◆ Exercise requirements:
Whenever a line of the entries below holds the string "offload", copy that line and return it.

Dataset entries:
--------------------

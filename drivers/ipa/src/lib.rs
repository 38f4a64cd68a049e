//! # IPA Driver
//!
//! Control plane of the IPA packet-offload accelerator: device bring-up
//! with mirrored teardown, and the control request decoder behind the
//! device node.
//!
//! ## Architecture
//!
//! ```text
//!   attach ──▶ Orchestrator ──▶ 17 steps ──▶ Device ──open──▶ Session
//!                  │                            │                │
//!                  │ failure at step k          │ shutdown       │ ioctl
//!                  ▼                            ▼                ▼
//!            unwind k-1..1               unwind all         ControlDecoder
//!                                                                │
//!                                               PowerGate ◀──────┤
//!                                               ControlHandler ◀─┘
//! ```

#![no_std]
#![deny(unsafe_op_in_unsafe_fn)]
#![warn(missing_docs)]

extern crate alloc;

#[cfg(test)]
extern crate std;

pub mod bringup;
pub mod control;
pub mod device;

pub use bringup::{BringupFailure, BringupStep, DeviceContext, Orchestrator};
pub use control::{ControlDecoder, ControlHandler, Opcode, Payload, UserMemory};
pub use device::{Device, DriverInfo, IpaDriver, Session};
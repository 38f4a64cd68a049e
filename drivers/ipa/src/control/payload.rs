//! # Decoded Payload
//!
//! Typed access to a request's bytes. Accessors copy through
//! `pod_read_unaligned`, so the byte buffer needs no particular
//! alignment.

use bytemuck::Pod;
use core::mem::size_of;

use ipa_core::{Error, Result};

use super::layout::Opcode;

/// A request's argument bytes, as handed to a handler
#[derive(Debug)]
pub struct Payload<'a> {
    opcode: Opcode,
    bytes: &'a mut [u8],
    header_len: usize,
    element_len: usize,
    count: usize,
}

impl<'a> Payload<'a> {
    /// Payload with no variable tail
    pub(crate) fn fixed(opcode: Opcode, bytes: &'a mut [u8]) -> Self {
        let header_len = bytes.len();
        Self {
            opcode,
            bytes,
            header_len,
            element_len: 0,
            count: 0,
        }
    }

    /// Payload of a header followed by `count` elements
    pub(crate) fn variable(
        opcode: Opcode,
        bytes: &'a mut [u8],
        header_len: usize,
        element_len: usize,
        count: usize,
    ) -> Self {
        Self {
            opcode,
            bytes,
            header_len,
            element_len,
            count,
        }
    }

    /// Request opcode
    pub fn opcode(&self) -> Opcode {
        self.opcode
    }

    /// Number of elements after the header
    pub fn count(&self) -> usize {
        self.count
    }

    /// All bytes
    pub fn as_bytes(&self) -> &[u8] {
        self.bytes
    }

    /// All bytes, mutable
    pub fn as_bytes_mut(&mut self) -> &mut [u8] {
        self.bytes
    }

    /// Bytes after the header
    pub fn tail(&self) -> &[u8] {
        &self.bytes[self.header_len..]
    }

    /// Bytes after the header, mutable
    pub fn tail_mut(&mut self) -> &mut [u8] {
        &mut self.bytes[self.header_len..]
    }

    /// Read the header as `H`
    pub fn header<H: Pod>(&self) -> Result<H> {
        self.read(0, self.header_len)
    }

    /// Overwrite the header with `header`
    pub fn set_header<H: Pod>(&mut self, header: &H) -> Result<()> {
        self.write(0, self.header_len, header)
    }

    /// Read element `index` as `E`
    pub fn element<E: Pod>(&self, index: usize) -> Result<E> {
        let offset = self.element_offset(index)?;
        self.read(offset, self.element_len)
    }

    /// Overwrite element `index`
    pub fn set_element<E: Pod>(&mut self, index: usize, element: &E) -> Result<()> {
        let offset = self.element_offset(index)?;
        self.write(offset, self.element_len, element)
    }

    fn element_offset(&self, index: usize) -> Result<usize> {
        if index >= self.count {
            return Err(Error::InvalidArgument);
        }
        Ok(self.header_len + index * self.element_len)
    }

    fn read<T: Pod>(&self, offset: usize, len: usize) -> Result<T> {
        if size_of::<T>() != len {
            return Err(Error::InvalidArgument);
        }
        Ok(bytemuck::pod_read_unaligned(&self.bytes[offset..offset + len]))
    }

    fn write<T: Pod>(&mut self, offset: usize, len: usize, value: &T) -> Result<()> {
        if size_of::<T>() != len {
            return Err(Error::InvalidArgument);
        }
        self.bytes[offset..offset + len].copy_from_slice(bytemuck::bytes_of(value));
        Ok(())
    }
}

#[cfg(test)]
mod tests {
    use super::*;
    use crate::control::abi::{DelHeaders, HandleDelete};

    #[test]
    fn test_typed_access_unaligned() {
        // Offset by one so the struct view is misaligned
        let mut backing = [0u8; 1 + 8 + 2 * 8];
        let bytes = &mut backing[1..];
        let mut payload = Payload::variable(Opcode::DelHeader, bytes, 8, 8, 2);

        payload
            .set_header(&DelHeaders {
                commit: 1,
                num_hdls: 2,
            })
            .unwrap();
        payload
            .set_element(1, &HandleDelete { hdl: 0x42, status: -1 })
            .unwrap();

        assert_eq!(payload.header::<DelHeaders>().unwrap().num_hdls, 2);
        assert_eq!(payload.element::<HandleDelete>(1).unwrap().hdl, 0x42);
        assert_eq!(payload.element::<HandleDelete>(0).unwrap().hdl, 0);
    }

    #[test]
    fn test_bounds_and_size_checked() {
        let mut bytes = [0u8; 8 + 8];
        let payload = Payload::variable(Opcode::DelHeader, &mut bytes, 8, 8, 1);

        assert_eq!(payload.element::<HandleDelete>(1).map(|_| ()), Err(Error::InvalidArgument));
        assert_eq!(payload.header::<u32>(), Err(Error::InvalidArgument));
        assert_eq!(payload.tail().len(), 8);
    }
}
//! In-memory endpoint table and rule handle registry.
//!
//! Neither touches hardware; they record what bring-up installed so
//! teardown and the request path can find it.

use alloc::collections::BTreeMap;
use core::fmt;

use ipa_core::{Client, IpFamily, RuleHandle, NUM_PIPES};
use ipa_hal::PipeHandle;
use spin::Mutex;

/// A connected system endpoint
#[derive(Debug, Clone, Copy, PartialEq, Eq)]
pub struct Endpoint {
    /// Client the pipe serves
    pub client: Client,
    /// Transport pipe
    pub pipe: PipeHandle,
}

/// Pipe-indexed table of connected endpoints
pub struct EndpointTable {
    slots: Mutex<[Option<Endpoint>; NUM_PIPES]>,
}

impl EndpointTable {
    /// Empty table
    pub fn new() -> Self {
        Self {
            slots: Mutex::new([None; NUM_PIPES]),
        }
    }

    /// Record a connected endpoint in its client's pipe slot
    pub fn install(&self, client: Client, pipe: PipeHandle) {
        let mut slots = self.slots.lock();
        let slot = &mut slots[client.pipe()];
        if slot.is_some() {
            log::warn!("IPA: pipe {} already in use", client.pipe());
        }
        *slot = Some(Endpoint { client, pipe });
    }

    /// Clear a client's slot
    pub fn remove(&self, client: Client) -> Option<Endpoint> {
        self.slots.lock()[client.pipe()].take()
    }

    /// Endpoint serving `client`, if connected
    pub fn lookup(&self, client: Client) -> Option<Endpoint> {
        self.slots.lock()[client.pipe()]
    }

    /// Number of connected endpoints
    pub fn connected(&self) -> usize {
        self.slots.lock().iter().filter(|s| s.is_some()).count()
    }
}

impl Default for EndpointTable {
    fn default() -> Self {
        Self::new()
    }
}

impl fmt::Debug for EndpointTable {
    fn fmt(&self, f: &mut fmt::Formatter<'_>) -> fmt::Result {
        let slots = self.slots.lock();
        f.debug_map()
            .entries(slots.iter().enumerate().filter_map(|(i, s)| s.map(|e| (i, e.client))))
            .finish()
    }
}

/// What a rule handle refers to
#[derive(Debug, Clone, Copy, PartialEq, Eq)]
pub enum HandleKind {
    /// Header table entry
    Header,
    /// Routing rule
    Route(IpFamily),
    /// Filter rule
    Filter(IpFamily),
}

/// Rule handles issued to the driver itself
#[derive(Debug, Default)]
pub struct HandleRegistry {
    handles: Mutex<BTreeMap<RuleHandle, HandleKind>>,
}

impl HandleRegistry {
    /// Empty registry
    pub fn new() -> Self {
        Self::default()
    }

    /// Record a handle
    pub fn insert(&self, handle: RuleHandle, kind: HandleKind) {
        self.handles.lock().insert(handle, kind);
    }

    /// Forget a handle
    pub fn remove(&self, handle: RuleHandle) -> Option<HandleKind> {
        self.handles.lock().remove(&handle)
    }

    /// Kind of a recorded handle
    pub fn get(&self, handle: RuleHandle) -> Option<HandleKind> {
        self.handles.lock().get(&handle).copied()
    }

    /// Number of recorded handles
    pub fn len(&self) -> usize {
        self.handles.lock().len()
    }

    /// Whether nothing is recorded
    pub fn is_empty(&self) -> bool {
        self.handles.lock().is_empty()
    }
}

/// Tables built at step 9
#[derive(Debug, Default)]
pub struct Tables {
    /// Connected endpoints
    pub endpoints: EndpointTable,
    /// Driver-owned rule handles
    pub handles: HandleRegistry,
}

impl Tables {
    /// Empty tables
    pub fn new() -> Self {
        Self::default()
    }
}

#[cfg(test)]
mod tests {
    use super::*;

    #[test]
    fn test_endpoint_slots_follow_pipes() {
        let table = EndpointTable::new();
        table.install(Client::AppsLanCons, PipeHandle(9));

        assert_eq!(table.lookup(Client::AppsLanCons).map(|e| e.pipe), Some(PipeHandle(9)));
        assert_eq!(table.lookup(Client::AppsCmdProd), None);
        assert_eq!(table.connected(), 1);

        assert!(table.remove(Client::AppsLanCons).is_some());
        assert!(table.remove(Client::AppsLanCons).is_none());
        assert_eq!(table.connected(), 0);
    }

    #[test]
    fn test_registry() {
        let registry = HandleRegistry::new();
        registry.insert(RuleHandle(3), HandleKind::Route(IpFamily::V6));

        assert_eq!(registry.get(RuleHandle(3)), Some(HandleKind::Route(IpFamily::V6)));
        assert_eq!(registry.remove(RuleHandle(3)), Some(HandleKind::Route(IpFamily::V6)));
        assert!(registry.is_empty());
    }
}
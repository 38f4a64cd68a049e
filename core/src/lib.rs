//! # IPA Driver Core
//!
//! Shared foundations for the IPA packet-offload accelerator driver.
//! Nothing in here touches hardware; it defines the vocabulary that the
//! HAL, the power subsystem and the driver agree on.
//!
//! ## Components
//!
//! - **Error**: unified error type and its errno mapping
//! - **Types**: hardware generation, mode, address family, handles
//! - **Caps**: static per-generation capability table
//! - **Config**: the attach-time resource descriptor and feature flags

#![no_std]
#![deny(unsafe_op_in_unsafe_fn)]
#![warn(missing_docs)]

pub mod caps;
pub mod config;
pub mod error;
pub mod types;

pub use caps::HwCapabilities;
pub use config::{
    A2Direction, A2PipeConnection, A2Resources, DriverFlags, MemRegion, PipeMemType,
    PlatformResources,
};
pub use error::{Error, ErrorKind, Result};
pub use types::*;

/// Driver name, used for the device class and node
pub const DRV_NAME: &str = "ipa";

/// Number of hardware pipes (endpoints)
pub const NUM_PIPES: usize = 0x14;

/// Fixed length of every resource name carried across the control ABI
pub const RESOURCE_NAME_MAX: usize = 32;
//! # Kernel Memory Services
//!
//! Fixed-size object caches, descriptor DMA pools, coherent blocks and the
//! flat pipe-memory allocator.

use ipa_core::caps::DmaPoolSpec;
use ipa_core::Result;

handle_type!(
    /// Fixed-size object cache
    CacheHandle
);

handle_type!(
    /// Descriptor DMA pool
    DmaPoolHandle
);

handle_type!(
    /// Flat pipe-memory allocator
    PipeMemHandle
);

/// A DMA-coherent memory block
#[derive(Debug, Clone, Copy, PartialEq, Eq)]
pub struct DmaRegion {
    /// Bus address seen by the hardware
    pub dma_addr: u64,
    /// Size in bytes
    pub size: usize,
}

/// Kernel memory services
pub trait KernelMemory: Send + Sync {
    /// Create a cache of `object_size`-byte objects
    fn create_cache(&self, name: &'static str, object_size: usize) -> Result<CacheHandle>;

    /// Destroy a cache
    fn destroy_cache(&self, cache: CacheHandle);

    /// Create a descriptor DMA pool
    fn create_dma_pool(&self, spec: &DmaPoolSpec) -> Result<DmaPoolHandle>;

    /// Destroy a descriptor DMA pool
    fn destroy_dma_pool(&self, pool: DmaPoolHandle);

    /// Allocate a zero-filled coherent block
    fn alloc_coherent(&self, size: usize) -> Result<DmaRegion>;

    /// Free a coherent block
    fn free_coherent(&self, region: DmaRegion);

    /// Create an allocator over the flat pipe-memory region
    fn create_pipe_mem(&self, base: u64, size: u64) -> Result<PipeMemHandle>;

    /// Destroy the pipe-memory allocator
    fn destroy_pipe_mem(&self, pool: PipeMemHandle);
}
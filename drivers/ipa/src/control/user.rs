//! # Caller Memory
//!
//! The caller's argument, as seen from the driver. Copies are bounded:
//! a copy either moves every requested byte or fails with
//! `TransferFault`, and a fault is an ordinary error return.

use ipa_core::{Error, Result};

/// The argument of one control call
pub trait UserMemory {
    /// The argument as a plain value, for scalar commands
    fn value(&self) -> usize;

    /// Copy `dst.len()` bytes from the start of the caller's buffer
    fn copy_in(&self, dst: &mut [u8]) -> Result<()>;

    /// Copy `src` to the start of the caller's buffer
    fn copy_out(&mut self, src: &[u8]) -> Result<()>;
}

/// Caller memory backed by a byte slice
#[derive(Debug)]
pub struct UserSlice<'a> {
    bytes: &'a mut [u8],
}

impl<'a> UserSlice<'a> {
    /// Wrap a buffer
    pub fn new(bytes: &'a mut [u8]) -> Self {
        Self { bytes }
    }
}

impl UserMemory for UserSlice<'_> {
    fn value(&self) -> usize {
        self.bytes.as_ptr() as usize
    }

    fn copy_in(&self, dst: &mut [u8]) -> Result<()> {
        let src = self.bytes.get(..dst.len()).ok_or(Error::TransferFault)?;
        dst.copy_from_slice(src);
        Ok(())
    }

    fn copy_out(&mut self, src: &[u8]) -> Result<()> {
        let dst = self.bytes.get_mut(..src.len()).ok_or(Error::TransferFault)?;
        dst.copy_from_slice(src);
        Ok(())
    }
}

/// A plain value argument; any copy through it faults
#[derive(Debug, Clone, Copy)]
pub struct UserValue(pub usize);

impl UserMemory for UserValue {
    fn value(&self) -> usize {
        self.0
    }

    fn copy_in(&self, _dst: &mut [u8]) -> Result<()> {
        Err(Error::TransferFault)
    }

    fn copy_out(&mut self, _src: &[u8]) -> Result<()> {
        Err(Error::TransferFault)
    }
}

--------------------

◆ Result of the task:
//! Control plane of the IPA packet-offload accelerator: device bring-up
//! Shared foundations for the IPA packet-offload accelerator driver.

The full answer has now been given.